The account automatically generated during the cluster installation is called the initial user. The initial user is also the system administrator, monitor administrator, O&M administrator, and security policy administrator. It has the highest permissions in the system and can perform all operations. If the initial user name is not set during the installation, the user name is the same as the name of the OS user who installs the cluster. If the password of the initial user is not set during the cluster installation, the password is empty after the installation. In this case, you need to set the password of the initial user on the gsql client before performing other operations. If the initial user password is empty, you cannot perform other SQL operations, such as upgrade, capacity expansion, and node replacement, except changing the password.

An initial user bypasses all permission checks. You are advised to use an initial user as a database administrator only for database management other than service running.

System Administrator

A system administrator is an account with the SYSADMIN attribute. By default, a system administrator has the same permissions as the object owner but does not have the object permissions in the dbe_perf schema or the permission to use Roach to perform backup and restoration.

To create a database administrator, connect to the database as an administrator and run the CREATE USER or ALTER USER statement with SYSADMIN specified.

1

openGauss=# CREATE USER sysadmin WITH SYSADMIN password "xxxxxxxxxxx";

or

1

openGauss=# ALTER USER joe SYSADMIN;

To run the ALTER USER statement, the user must exist.

Monitor Administrator

A monitor administrator is an account with the MONADMIN attribute and has the permission to view views and functions in the dbe_perf schema. The monitor administrator can also grant or revoke object permissions in the dbe_perf schema.
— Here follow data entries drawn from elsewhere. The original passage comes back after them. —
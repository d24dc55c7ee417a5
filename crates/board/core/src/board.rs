//! Tile graph the actors walk on.
//!
//! The board is a directed graph, possibly cyclic, so forks and merges are
//! both legal. Edges are ordered (authoring order is choice-presentation
//! order). Movement legality is a pure query here; the runtime owns the
//! stepping loop and its suspension points.

use std::collections::{HashMap, HashSet};
use std::fmt;

use crate::partner::TemplateId;

/// Unique identifier of a tile within one board.
#[derive(Clone, Copy, Debug, PartialEq, Eq, PartialOrd, Ord, Hash)]
#[cfg_attr(feature = "serde", derive(serde::Serialize, serde::Deserialize))]
pub struct TileId(pub u32);

impl fmt::Display for TileId {
    fn fmt(&self, f: &mut fmt::Formatter<'_>) -> fmt::Result {
        write!(f, "t{}", self.0)
    }
}

/// Logical grid position of a tile, used to derive facing vectors.
#[derive(Clone, Copy, Debug, Default, PartialEq, Eq, Hash)]
#[cfg_attr(feature = "serde", derive(serde::Serialize, serde::Deserialize))]
pub struct Position {
    pub x: i32,
    pub y: i32,
}

impl Position {
    pub fn new(x: i32, y: i32) -> Self {
        Self { x, y }
    }
}

/// Unit-ish direction between two tiles (component-wise signum).
#[derive(Clone, Copy, Debug, PartialEq, Eq, Hash)]
#[cfg_attr(feature = "serde", derive(serde::Serialize, serde::Deserialize))]
pub struct Facing {
    pub dx: i32,
    pub dy: i32,
}

impl Facing {
    /// Direction faced when walking from `from` to `to`.
    pub fn between(from: Position, to: Position) -> Self {
        Self {
            dx: (to.x - from.x).signum(),
            dy: (to.y - from.y).signum(),
        }
    }

    /// Dot product with another facing. Negative means the two facings
    /// oppose each other (head-on), positive means they roughly agree.
    pub fn dot(self, other: Facing) -> i32 {
        self.dx * other.dx + self.dy * other.dy
    }
}

impl Default for Facing {
    fn default() -> Self {
        // Arbitrary but stable: face +y until the first step.
        Self { dx: 0, dy: 1 }
    }
}

/// Category of a tile, driving the landed-tile handler.
#[derive(Clone, Copy, Debug, Default, PartialEq, Eq, Hash, strum::Display)]
#[cfg_attr(feature = "serde", derive(serde::Serialize, serde::Deserialize))]
pub enum TileKind {
    #[default]
    Normal,
    Start,
    Battle,
    Chance,
    Event,
    Swap,
    Positive,
    Negative,
    Store,
}

impl TileKind {
    /// Kinds whose concrete behavior is game content supplied through the
    /// runtime's tile hook rather than core rules.
    pub fn is_content_hook(self) -> bool {
        matches!(
            self,
            TileKind::Battle | TileKind::Chance | TileKind::Event | TileKind::Swap | TileKind::Store
        )
    }
}

/// Effect attached to a tile, applied in list order when an actor lands.
///
/// A closed set of policies rather than a scripting surface: the game only
/// ever shipped these three.
#[derive(Clone, Copy, Debug, PartialEq, Eq)]
#[cfg_attr(feature = "serde", derive(serde::Serialize, serde::Deserialize))]
pub enum TileEffect {
    Heal { amount: i32 },
    Damage { amount: i32 },
    Recruit { template: TemplateId, to_front: bool },
}

/// One node of the board graph.
#[derive(Clone, Debug, PartialEq, Eq)]
#[cfg_attr(feature = "serde", derive(serde::Serialize, serde::Deserialize))]
pub struct TileNode {
    pub id: TileId,
    pub kind: TileKind,
    pub position: Position,
    /// Outgoing edges, in authoring order.
    pub next: Vec<TileId>,
    pub effects: Vec<TileEffect>,
    /// Recruitable templates; only meaningful when `kind` is `Start`.
    pub partner_pool: Vec<TemplateId>,
}

impl TileNode {
    pub fn new(id: TileId, kind: TileKind, position: Position) -> Self {
        Self {
            id,
            kind,
            position,
            next: Vec::new(),
            effects: Vec::new(),
            partner_pool: Vec::new(),
        }
    }

    pub fn with_next(mut self, next: impl IntoIterator<Item = TileId>) -> Self {
        self.next = next.into_iter().collect();
        self
    }

    pub fn with_effects(mut self, effects: impl IntoIterator<Item = TileEffect>) -> Self {
        self.effects = effects.into_iter().collect();
        self
    }

    pub fn with_partner_pool(mut self, pool: impl IntoIterator<Item = TemplateId>) -> Self {
        self.partner_pool = pool.into_iter().collect();
        self
    }
}

/// Validation failures over authored board data.
///
/// These indicate bad content, not runtime faults; callers log them and
/// degrade rather than abort the match.
#[derive(Clone, Debug, PartialEq, Eq, thiserror::Error)]
pub enum BoardError {
    #[error("tile {tile} references unknown neighbor {missing}")]
    DanglingEdge { tile: TileId, missing: TileId },

    #[error("tile {tile} is reachable from a start tile but has no outgoing edges")]
    DeadEnd { tile: TileId },

    #[error("board has no start tile")]
    NoStartTile,

    #[error("duplicate tile id {0}")]
    DuplicateTile(TileId),
}

/// Directed tile graph.
#[derive(Clone, Debug, Default, PartialEq, Eq)]
#[cfg_attr(feature = "serde", derive(serde::Serialize, serde::Deserialize))]
pub struct BoardGraph {
    nodes: HashMap<TileId, TileNode>,
}

impl BoardGraph {
    pub fn new() -> Self {
        Self::default()
    }

    /// Builds a graph from nodes, rejecting duplicate ids.
    pub fn from_nodes(nodes: impl IntoIterator<Item = TileNode>) -> Result<Self, BoardError> {
        let mut graph = Self::new();
        for node in nodes {
            if graph.nodes.contains_key(&node.id) {
                return Err(BoardError::DuplicateTile(node.id));
            }
            graph.nodes.insert(node.id, node);
        }
        Ok(graph)
    }

    pub fn tile(&self, id: TileId) -> Option<&TileNode> {
        self.nodes.get(&id)
    }

    pub fn len(&self) -> usize {
        self.nodes.len()
    }

    pub fn is_empty(&self) -> bool {
        self.nodes.is_empty()
    }

    pub fn tiles(&self) -> impl Iterator<Item = &TileNode> {
        self.nodes.values()
    }

    /// Candidate next tiles when standing on `current` having arrived from
    /// `previous`.
    ///
    /// The arrived-from tile is excluded so movement does not oscillate at
    /// forks, unless excluding it would leave nothing to step onto (dead end
    /// or two-node loop), in which case backtracking is allowed. An unknown
    /// or edge-less `current` yields an empty list; the caller treats that
    /// as a terminal state.
    pub fn candidates_from(&self, current: TileId, previous: Option<TileId>) -> Vec<TileId> {
        let Some(node) = self.nodes.get(&current) else {
            return Vec::new();
        };

        let filtered: Vec<TileId> = node
            .next
            .iter()
            .copied()
            .filter(|&id| Some(id) != previous)
            .collect();

        if filtered.is_empty() {
            node.next.clone()
        } else {
            filtered
        }
    }

    /// Checks authored content for structural problems: dangling edges,
    /// missing start tiles, and dead ends reachable from any start tile.
    pub fn validate(&self) -> Result<(), Vec<BoardError>> {
        let mut errors = Vec::new();

        for node in self.nodes.values() {
            for &next in &node.next {
                if !self.nodes.contains_key(&next) {
                    errors.push(BoardError::DanglingEdge {
                        tile: node.id,
                        missing: next,
                    });
                }
            }
        }

        let starts: Vec<TileId> = self
            .nodes
            .values()
            .filter(|n| n.kind == TileKind::Start)
            .map(|n| n.id)
            .collect();
        if starts.is_empty() {
            errors.push(BoardError::NoStartTile);
        }

        // Every node reachable from a start tile must keep movement alive.
        let mut visited: HashSet<TileId> = HashSet::new();
        let mut stack = starts;
        while let Some(id) = stack.pop() {
            if !visited.insert(id) {
                continue;
            }
            let Some(node) = self.nodes.get(&id) else {
                continue;
            };
            if node.next.is_empty() {
                errors.push(BoardError::DeadEnd { tile: id });
            }
            for &next in &node.next {
                stack.push(next);
            }
        }

        if errors.is_empty() { Ok(()) } else { Err(errors) }
    }
}

#[cfg(test)]
mod tests {
    use super::*;

    fn tile(id: u32, next: &[u32]) -> TileNode {
        TileNode::new(TileId(id), TileKind::Normal, Position::new(id as i32, 0))
            .with_next(next.iter().map(|&n| TileId(n)))
    }

    #[test]
    fn candidates_exclude_previous_tile() {
        let graph =
            BoardGraph::from_nodes([tile(0, &[1]), tile(1, &[0, 2]), tile(2, &[1])]).unwrap();

        let candidates = graph.candidates_from(TileId(1), Some(TileId(0)));
        assert_eq!(candidates, vec![TileId(2)]);
    }

    #[test]
    fn forced_backtrack_when_exclusion_empties_candidates() {
        // Two-node oscillation: 1 only leads back to 0.
        let graph = BoardGraph::from_nodes([tile(0, &[1]), tile(1, &[0])]).unwrap();

        let candidates = graph.candidates_from(TileId(1), Some(TileId(0)));
        assert_eq!(candidates, vec![TileId(0)]);
    }

    #[test]
    fn dead_end_yields_no_candidates() {
        let graph = BoardGraph::from_nodes([tile(0, &[1]), tile(1, &[])]).unwrap();
        assert!(graph.candidates_from(TileId(1), Some(TileId(0))).is_empty());
    }

    #[test]
    fn validate_flags_dead_ends_reachable_from_start() {
        let start = TileNode::new(TileId(0), TileKind::Start, Position::new(0, 0))
            .with_next([TileId(1)]);
        let graph = BoardGraph::from_nodes([start, tile(1, &[])]).unwrap();

        let errors = graph.validate().unwrap_err();
        assert!(errors.contains(&BoardError::DeadEnd { tile: TileId(1) }));
    }

    #[test]
    fn validate_flags_dangling_edges() {
        let start = TileNode::new(TileId(0), TileKind::Start, Position::new(0, 0))
            .with_next([TileId(7)]);
        let graph = BoardGraph::from_nodes([start]).unwrap();

        let errors = graph.validate().unwrap_err();
        assert!(errors.contains(&BoardError::DanglingEdge {
            tile: TileId(0),
            missing: TileId(7),
        }));
    }

    #[test]
    fn facing_between_positions_is_signum() {
        let facing = Facing::between(Position::new(0, 0), Position::new(3, -2));
        assert_eq!(facing, Facing { dx: 1, dy: -1 });
        assert_eq!(facing.dot(Facing { dx: -1, dy: 1 }), -2);
    }
}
To create a monitor administrator, connect to the database as a system administrator and run the CREATE USER or ALTER USER statement with MONADMIN specified.

1

openGauss=# CREATE USER monadmin WITH MONADMIN password "xxxxxxxxxxx";

or

1

openGauss=# ALTER USER joe MONADMIN;

To run the ALTER USER statement, the user must exist.

O&M Administrator

An O&M administrator is an account with the OPRADMIN attribute and has the permission to use Roach to perform backup and restoration.

To create an O&M administrator, connect to the database as an initial user and run the CREATE USER or ALTER USER statement with OPRADMIN specified.

1

openGauss=# CREATE USER opradmin WITH OPRADMIN password "xxxxxxxxxxx";

or

1

openGauss=# ALTER USER joe OPRADMIN;

To run the ALTER USER statement, the user must exist.

Security Policy Administrator

A security policy administrator is an account with the POLADMIN attribute and has the permission to create resource tags, anonymization policies, and unified audit policies.

To create a security policy administrator, connect to the database as an administrator and run the CREATE USER or ALTER USER statement with POLADMIN specified.

1

openGauss=# CREATE USER poladmin WITH POLADMIN password "xxxxxxxxxxx";

or

1

openGauss=# ALTER USER joe POLADMIN;

To run the ALTER USER statement, the user must exist.

Logical Cluster Administrator

Common users in the logical cluster administrator role have the following more permissions than common users: (The current feature is a lab feature. Contact Huawei engineers for technical support before using it.)

• Create, modify, and delete resource pools in the associated logical cluster. (The current feature is a lab feature. Contact Huawei engineers for technical support before using it.)
• Grant the access permission on the associated logical cluster to other users or roles, or revoke the access permission from those users or roles.

For details about logical cluster user and permission management, see section "Logical Cluster Management > Managing Users and Permissions in a Logical Cluster" in Administrator Guide.